Second, current state and the federal government efforts to expand health care coverage to medically underserved populations have had somewhat limited success. To site a single example, the United States Health and Human Services Department initiated the national State Children's Health Insurance Program (S-CHIP) to expand medical service to the children of medically underserved populations. According to recent reports, a significant number of underserved children and families simply are not helped because of a state's discretion to allocate S-CHIP funds. However, for S-CHIP or other initiatives to hold any great promise at the state and federal levels, attention must be paid to issues other than expanded eligibility and coverage for the medically underserved. Questions such as why parents are reluctant to enroll into publicly supported health care programs for which they and their children are already eligible must be answered. Furthermore, critical issues such as the lack of health facilities and providers willing to serve the medically underserved, the impact of managed care systems on the fiscal viability of traditional and safety-net providers as well as the public health system, varying cultural attitudes toward health care and health systems, geographic isolation of large segments of the medically underserved, lack of an effective transportation system, and the lack of culturally competent and bilingual/bicultural health care professionals, must be addressed to adequately ensure quality access to care for the medically underserved. These so-called "non-financial barriers to care," if not adequately addressed, will continue to add tremendous costs to an increasingly overburdened and fragile health care system.

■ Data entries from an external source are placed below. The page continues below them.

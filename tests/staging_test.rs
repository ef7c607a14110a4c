use std::path::Path;

use k0da::models::ClusterConfig;
use k0da::storage::{ClusterLayout, ManifestStore};
use k0da::Error;
use tempfile::TempDir;

fn store(root: &Path) -> ManifestStore {
    ManifestStore::new(ClusterLayout::new(&root.join("clusters"), "dev"))
}

#[tokio::test]
async fn test_manifests_staged_in_declared_order() {
    let tmp = TempDir::new().unwrap();
    std::fs::write(tmp.path().join("b.yaml"), "kind: B\n").unwrap();
    std::fs::write(tmp.path().join("a.yaml"), "kind: A\n").unwrap();

    let mut config = ClusterConfig::default();
    config.spec.k0s.manifests = vec![
        tmp.path().join("b.yaml").display().to_string(),
        tmp.path().join("a.yaml").display().to_string(),
    ];

    let store = store(tmp.path());
    let staged = store.stage_manifests(&config).await.unwrap();

    let names: Vec<_> = staged
        .iter()
        .map(|p| p.file_name().unwrap().to_string_lossy().into_owned())
        .collect();
    assert_eq!(names, vec!["000_b.yaml", "001_a.yaml"]);
    assert_eq!(std::fs::read_to_string(&staged[0]).unwrap(), "kind: B\n");
    assert!(staged.iter().all(|p| p.starts_with(store.layout().manifests_dir())));
}

#[tokio::test]
async fn test_relative_manifests_resolve_against_config_file() {
    let tmp = TempDir::new().unwrap();
    let project = tmp.path().join("project");
    std::fs::create_dir_all(project.join("deploy")).unwrap();
    std::fs::write(project.join("deploy/app.yaml"), "kind: App\n").unwrap();
    let config_path = project.join("cluster.yaml");
    std::fs::write(
        &config_path,
        "apiVersion: k0da.k0sproject.io/v1alpha1\nkind: Cluster\nspec:\n  k0s:\n    manifests:\n    - deploy/app.yaml\n",
    )
    .unwrap();

    let config = ClusterConfig::load(Some(&config_path)).unwrap();
    let staged = store(tmp.path()).stage_manifests(&config).await.unwrap();

    assert_eq!(staged.len(), 1);
    assert!(staged[0].ends_with("000_app.yaml"));
    assert_eq!(std::fs::read_to_string(&staged[0]).unwrap(), "kind: App\n");
}

#[tokio::test]
async fn test_restaging_clears_previous_manifests() {
    let tmp = TempDir::new().unwrap();
    std::fs::write(tmp.path().join("a.yaml"), "a").unwrap();
    std::fs::write(tmp.path().join("b.yaml"), "b").unwrap();
    let store = store(tmp.path());

    let mut config = ClusterConfig::default();
    config.spec.k0s.manifests = vec![
        tmp.path().join("a.yaml").display().to_string(),
        tmp.path().join("b.yaml").display().to_string(),
    ];
    store.stage_manifests(&config).await.unwrap();

    config.spec.k0s.manifests.truncate(1);
    store.stage_manifests(&config).await.unwrap();

    let entries = std::fs::read_dir(store.layout().manifests_dir()).unwrap().count();
    assert_eq!(entries, 1);
}

#[tokio::test]
async fn test_missing_manifest_is_staging_error() {
    let tmp = TempDir::new().unwrap();
    let mut config = ClusterConfig::default();
    config.spec.k0s.manifests = vec![tmp.path().join("nope.yaml").display().to_string()];

    let err = store(tmp.path()).stage_manifests(&config).await.unwrap_err();
    assert!(matches!(err, Error::Staging { .. }), "got {:?}", err);
}

#[tokio::test]
async fn test_token_file_is_owner_only() {
    let tmp = TempDir::new().unwrap();
    let store = store(tmp.path());

    let path = store.write_token("dev-worker-0", "  secret-token\n").await.unwrap();

    assert_eq!(path, store.layout().token_file("dev-worker-0"));
    assert_eq!(std::fs::read_to_string(&path).unwrap(), "secret-token\n");
    #[cfg(unix)]
    {
        use std::os::unix::fs::PermissionsExt;
        let mode = std::fs::metadata(&path).unwrap().permissions().mode();
        assert_eq!(mode & 0o777, 0o600);
    }
}

#[tokio::test]
async fn test_k0s_config_merges_inline_overrides() {
    let tmp = TempDir::new().unwrap();
    let config = ClusterConfig::from_yaml(
        "spec:\n  k0s:\n    config:\n      spec:\n        network:\n          provider: calico\n",
    )
    .unwrap();

    let path = store(tmp.path()).write_k0s_config(&config).await.unwrap();
    let written: serde_yaml::Value =
        serde_yaml::from_str(&std::fs::read_to_string(&path).unwrap()).unwrap();

    assert_eq!(written["kind"], "ClusterConfig");
    assert_eq!(written["metadata"]["name"], "k0s");
    assert_eq!(written["spec"]["network"]["provider"], "calico");
}

#[cfg(unix)]
#[tokio::test]
async fn test_token_rewrite_narrows_loose_permissions() {
    use std::os::unix::fs::PermissionsExt;
    let tmp = TempDir::new().unwrap();
    let store = store(tmp.path());
    let path = store.layout().token_file("dev-worker-0");
    std::fs::create_dir_all(path.parent().unwrap()).unwrap();
    std::fs::write(&path, "stale-token-with-more-bytes\n").unwrap();
    std::fs::set_permissions(&path, std::fs::Permissions::from_mode(0o644)).unwrap();

    store.write_token("dev-worker-0", "fresh").await.unwrap();

    assert_eq!(std::fs::read_to_string(&path).unwrap(), "fresh\n");
    let mode = std::fs::metadata(&path).unwrap().permissions().mode();
    assert_eq!(mode & 0o777, 0o600);
}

The issues confronting the medically underserved have been ignored to a large extent by political expediency and the nature of health policy and health politics today. The continued debates over a "Patient Bill of Rights," primarily discussed within the commercially-oriented managed care environment, have pushed aside other important managed care challenges facing the medically underserved who are being forced into managed care systems. These challenges include the type and quality of access provided by managed care systems such as the problems individuals experience in trying to navigate through managed care systems; the incentives inherent in managed care systems to withhold treatment, especially from patients of color who make up the largest percentage of the medically underserved; and the lack of consumer education about managed care systems.

In addition, these unmet challenges have led to the acceleration of disparities of disease morbidity and mortality rates within the medically underserved populations and communities. According to data cited by the new federal Racial and Ethnic Health Disparities Initiative, African-American men under 65 years of age suffer from prostate cancer at nearly twice the rate of whites; Latinos have two to three times the rate of stomach cancer as whites; Vietnamese women experience cervical cancer at nearly five times the rate of whites; and infant mortality rates are 2.5 times higher for African-Americans and 1.5 times higher for Native Americans. Uncertainties abound as to the impact of managed care on the medically underserved when it is a matter of health status and eliminating health disparities.

When dealing with the medically underserved population, the traditional public health system should not give way to the "medical model" of care and disease management, which currently dominates most health care delivery systems. The emphasis on the medical model continues to neglect traditional and safety-net providers, community health norms and practices, health promotion, wellness models of health, and general preventive practices that may better suit the needs of medically underserved populations, which, to date, have not adequately benefited from publicly-supported programs to expand health care coverage.

It is Extension's continuous obligation to provide research-based programming in the area of health and wellness that greatly impacts the lives of citizens, particularly, underserved populations in both urban and rural environments.